DELIVERED          :   24 FEBRUARY 2025

PUBLISHED           :   21 MARCH 2025

FILE NO/S:   COR 109 of 2024

MATTER:   IN THE MATTER OF EYRE KINGSTON PTY LIMITED (IN LIQUIDATION)

EX PARTE

ROBERT MICHAEL KIRMAN as joint and several liquidator of EYRE KINGSTON PTY LIMITED (IN LIQUIDATION) (ACN 603 038 811)

First Plaintiff

SHANE NORMAN O'KEEFFE as joint and several liquidator of EYRE KINGSTON PTY LIMITED (IN LIQUIDATION) (ACN 603 038 811)

Second Plaintiff

EYRE KINGSTON PTY LIMITED (IN LIQUIDATION) (ACN 603 038 811)

Third Plaintiff


Catchwords:

Corporations - External administration - Applications for approval for entry into two deeds - Application by liquidators for directions that liquidators would be justified and acting properly in entering into and performing deeds - Turns on own facts

Legislation:

Corporations Act 2001 (Cth) s 477(2A), s 477(2B), s 1322(4), sch 2 s 90-15

Result:

Applications granted

Category:    B

Representation:

Counsel:

First Plaintiff : N J Wallwork
Second Plaintiff : N J Wallwork
Third Plaintiff : N J Wallwork

Solicitors:

First Plaintiff : Norton Rose Fulbright & Edwards Mac Scovell
Second Plaintiff : Norton Rose Fulbright & Edwards Mac Scovell
Third Plaintiff : Norton Rose Fulbright & Edwards Mac Scovell

Case referred to in decision:

Re Robert Michael Kirman as joint and several liquidator of Eyre Kingston Pty Ltd (in liq) (ACN 603 038 811) & Ors; ex parte Robert Michael Kirman as joint and several liquidator of Eyre Kingston Pty Ltd (in liq) (ACN 603 038 811) & Ors [2024] WASC 498

HILL J:

(This judgment was delivered extemporaneously and has been edited from the transcript to include references, headings and to correct matters of grammar and expression.)

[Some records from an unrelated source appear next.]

//! # Parser Capabilities
//!
//! Parsing is modelled as an injected capability. Callers build a
//! [`ParserRegistry`] once at startup and hand it to the validators, which
//! resolve the parsers they need when they are constructed.
//!
//! JSON is always available. YAML is compiled in behind the default `yaml`
//! cargo feature; a build without it still runs every JSON check and reports
//! [`CheckError::Configuration`] for anything that needs YAML.

use std::collections::BTreeMap;
use std::fmt;

use serde_json::Value;

use crate::document::DocumentFormat;
use crate::error::CheckError;

/// Parses the text of one config file into the shared tree model.
pub trait DocumentParser: Send + Sync {
    /// Format this parser handles.
    fn format(&self) -> DocumentFormat;

    /// Parse `source` into a tree, or return the parser's error message.
    fn parse(&self, source: &str) -> Result<Value, String>;
}

/// JSON parser backed by `serde_json`.
#[derive(Debug, Clone, Copy, Default)]
pub struct JsonParser;

impl DocumentParser for JsonParser {
    fn format(&self) -> DocumentFormat {
        DocumentFormat::Json
    }

    fn parse(&self, source: &str) -> Result<Value, String> {
        serde_json::from_str(source).map_err(|e| e.to_string())
    }
}

/// YAML parser backed by `serde_yaml`.
///
/// Accepts a single YAML document. An empty file parses as `null`. Aliases
/// are expanded and `<<` merge keys are applied. Repeated keys in one
/// mapping are rejected.
#[cfg(feature = "yaml")]
#[derive(Debug, Clone, Copy, Default)]
pub struct YamlParser;

#[cfg(feature = "yaml")]
impl DocumentParser for YamlParser {
    fn format(&self) -> DocumentFormat {
        DocumentFormat::Yaml
    }

    fn parse(&self, source: &str) -> Result<Value, String> {
        let mut yaml: serde_yaml::Value = serde_yaml::from_str(source).map_err(|e| e.to_string())?;
        yaml.apply_merge().map_err(|e| e.to_string())?;
        yaml_to_json_value(&yaml)
    }
}

/// The set of parsers available to a check run.
#[derive(Default)]
pub struct ParserRegistry {
    parsers: BTreeMap<DocumentFormat, Box<dyn DocumentParser>>,
}

impl fmt::Debug for ParserRegistry {
    fn fmt(&self, f: &mut fmt::Formatter<'_>) -> fmt::Result {
        f.debug_struct("ParserRegistry")
            .field("formats", &self.formats())
            .finish()
    }
}

impl ParserRegistry {
    /// A registry with no parsers at all.
    pub fn empty() -> Self {
        Self::default()
    }

    /// A registry holding every parser compiled into this build.
    pub fn with_defaults() -> Self {
        let registry = Self::empty().with_parser(JsonParser);
        #[cfg(feature = "yaml")]
        let registry = registry.with_parser(YamlParser);
        registry
    }

    /// Builder-style [`register`](Self::register).
    pub fn with_parser(mut self, parser: impl DocumentParser + 'static) -> Self {
        self.register(parser);
        self
    }

    /// Register a parser, replacing any existing parser for the same format.
    pub fn register(&mut self, parser: impl DocumentParser + 'static) {
        let format = parser.format();
        if self.parsers.insert(format, Box::new(parser)).is_some() {
            tracing::debug!(%format, "replaced registered parser");
        }
    }

    /// Parser for `format`, if registered.
    pub fn get(&self, format: DocumentFormat) -> Option<&dyn DocumentParser> {
        self.parsers.get(&format).map(|p| p.as_ref())
    }

    /// Parser for `format`, or a configuration error naming the gap.
    ///
    /// # Errors
    ///
    /// Returns [`CheckError::Configuration`] when no parser is registered.
    pub fn require(&self, format: DocumentFormat) -> Result<&dyn DocumentParser, CheckError> {
        self.get(format).ok_or_else(|| {
            let hint = match format {
                DocumentFormat::Yaml => " (build confcheck with the `yaml` feature)",
                DocumentFormat::Json => "",
            };
            CheckError::Configuration(format!("no {format} parser available{hint}"))
        })
    }

    /// Whether a parser for `format` is registered.
    pub fn supports(&self, format: DocumentFormat) -> bool {
        self.parsers.contains_key(&format)
    }

    /// Registered formats, in a stable order.
    pub fn formats(&self) -> Vec<DocumentFormat> {
        self.parsers.keys().copied().collect()
    }
}

/// Convert a `serde_yaml::Value` to a `serde_json::Value`.
///
/// YAML has a richer type system than JSON. Tags are dropped (the inner value
/// is kept), scalar map keys are stringified, and floats that JSON cannot
/// represent (NaN, infinities) are rejected.
#[cfg(feature = "yaml")]
fn yaml_to_json_value(yaml: &serde_yaml::Value) -> Result<Value, String> {
    match yaml {
        serde_yaml::Value::Null => Ok(Value::Null),
        serde_yaml::Value::Bool(b) => Ok(Value::Bool(*b)),
        serde_yaml::Value::Number(n) => {
            if let Some(i) = n.as_i64() {
                Ok(Value::Number(serde_json::Number::from(i)))
            } else if let Some(u) = n.as_u64() {
                Ok(Value::Number(serde_json::Number::from(u)))
            } else if let Some(f) = n.as_f64() {
                serde_json::Number::from_f64(f)
                    .map(Value::Number)
                    .ok_or_else(|| format!("cannot represent float {f} in the document model"))
            } else {
                Err(format!("unsupported YAML number: {n:?}"))
            }
        }
        serde_yaml::Value::String(s) => Ok(Value::String(s.clone())),
        serde_yaml::Value::Sequence(seq) => seq
            .iter()
            .map(yaml_to_json_value)
            .collect::<Result<Vec<_>, _>>()
            .map(Value::Array),
        serde_yaml::Value::Mapping(map) => {
            let mut object = serde_json::Map::new();
            for (k, v) in map {
                let key = match k {
                    serde_yaml::Value::String(s) => s.clone(),
                    serde_yaml::Value::Number(n) => n.to_string(),
                    serde_yaml::Value::Bool(b) => b.to_string(),
                    serde_yaml::Value::Null => "null".to_string(),
                    other => return Err(format!("unsupported YAML map key: {other:?}")),
                };
                object.insert(key, yaml_to_json_value(v)?);
            }
            Ok(Value::Object(object))
        }
        serde_yaml::Value::Tagged(tagged) => yaml_to_json_value(&tagged.value),
    }
}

  1. By separate interlocutory processes both dated 20 February 2025, one filed by Norton Rose Fulbright and the other by Edwards Mac Scovell, the plaintiffs apply for directions and approvals in relation to two deeds of assignment: the first entered into on 12 February 2025 in relation to potential claims against Construction Control Australia Pty Ltd (Construction Control) (Construction Control Deed), and the second on 19 February 2025 in relation to potential claims against WSP Australia Pty Ltd (WSP) (WSP Deed) (collectively, Deeds).  For convenience, both applications were heard together before me this afternoon.

  2. In substance, the plaintiffs seek:

    (a)orders nunc pro tunc for approval for the first plaintiffs to enter into the Deeds from the date that each was signed; and

    (b)directions that the first plaintiffs would be acting properly and are justified in entering into and performing the obligations under each Deed. 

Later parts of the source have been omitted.